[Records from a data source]
# # # # # # #
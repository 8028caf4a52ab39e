//! Reasoning API server entry point.
//!
//! Bootstraps configuration, the database pool, tenant config resolver,
//! runtime config cache, and the two HTTP collaborator clients, then
//! starts the Axum HTTP server.

use std::net::SocketAddr;
use std::sync::Arc;

use reasoning_api::{
    config::CollaboratorConfig, create_api_router, init_tracer, shutdown_tracer, ApiConfig,
    ApiError, ApiResult, AppState, AuthConfig, TelemetryConfig,
};
use reasoning_core::ReasoningConfig;
use reasoning_storage::{
    build_pool, HttpDataServiceClient, HttpGraphToolAgent, ReasoningRepository, RuntimeConfigCache,
    TenantConfigResolver,
};

#[tokio::main]
async fn main() -> ApiResult<()> {
    let telemetry_config = TelemetryConfig::default();
    init_tracer(&telemetry_config)?;

    let reasoning_config = ReasoningConfig::from_env().map_err(ApiError::from)?;
    let collaborators = CollaboratorConfig::from_env().map_err(ApiError::from)?;
    let api_config = ApiConfig::from_env();
    let auth_config = AuthConfig::from_env();

    let pool = build_pool(&reasoning_config.db).map_err(ApiError::from)?;
    let repo = ReasoningRepository::new(pool);
    let runtime_config = Arc::new(RuntimeConfigCache::load(repo.clone()).await.map_err(ApiError::from)?);
    let tenant_config = Arc::new(TenantConfigResolver::new(
        repo.clone(),
        reasoning_config.secret_cipher_key.clone(),
    ));
    let graph_tools = Arc::new(
        HttpGraphToolAgent::new(
            collaborators.graph_tools_base_url.clone(),
            collaborators.graph_tools_api_key.clone(),
            collaborators.graph_tools_timeout_ms,
        )
        .map_err(ApiError::from)?,
    );
    let data_client = Arc::new(
        HttpDataServiceClient::new(
            collaborators.data_service_base_url.clone(),
            collaborators.data_service_api_key.clone(),
            collaborators.data_service_timeout_ms,
        )
        .map_err(ApiError::from)?,
    );

    let state = AppState {
        repo,
        runtime_config,
        tenant_config,
        graph_tools,
        data_client,
        reasoning_config: Arc::new(reasoning_config),
        api_config: Arc::new(api_config),
        auth_config: Arc::new(auth_config),
        start_time: std::time::Instant::now(),
    };

    let app = create_api_router(state);

    let addr = resolve_bind_addr()?;
    tracing::info!(%addr, "starting reasoning API server");

    let listener = tokio::net::TcpListener::bind(addr)
        .await
        .map_err(|e| ApiError::bad_request(format!("failed to bind {addr}: {e}")))?;

    let server = axum::serve(
        listener,
        app.into_make_service_with_connect_info::<SocketAddr>(),
    );
    tokio::select! {
        result = server => {
            result.map_err(|e| ApiError::bad_request(format!("server error: {e}")))?;
        }
        _ = tokio::signal::ctrl_c() => {
            tracing::info!("shutdown signal received");
        }
    }

    shutdown_tracer();
    Ok(())
}

fn resolve_bind_addr() -> ApiResult<SocketAddr> {
    let host = std::env::var("REASONING_API_BIND").unwrap_or_else(|_| "0.0.0.0".to_string());
    let port_str = std::env::var("PORT")
        .ok()
        .or_else(|| std::env::var("REASONING_API_PORT").ok())
        .unwrap_or_else(|| "3000".to_string());
    let port = port_str
        .parse::<u16>()
        .map_err(|_| ApiError::bad_request(format!("invalid port value: {port_str}")))?;

    let addr = format!("{host}:{port}");
    addr.parse::<SocketAddr>()
        .map_err(|e| ApiError::bad_request(format!("invalid bind address {addr}: {e}")))
}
# # # # # # #
Task item> Reply with the number of lines in the data that include the string "HttpDataServiceClient" and nothing else.

Completed task> 2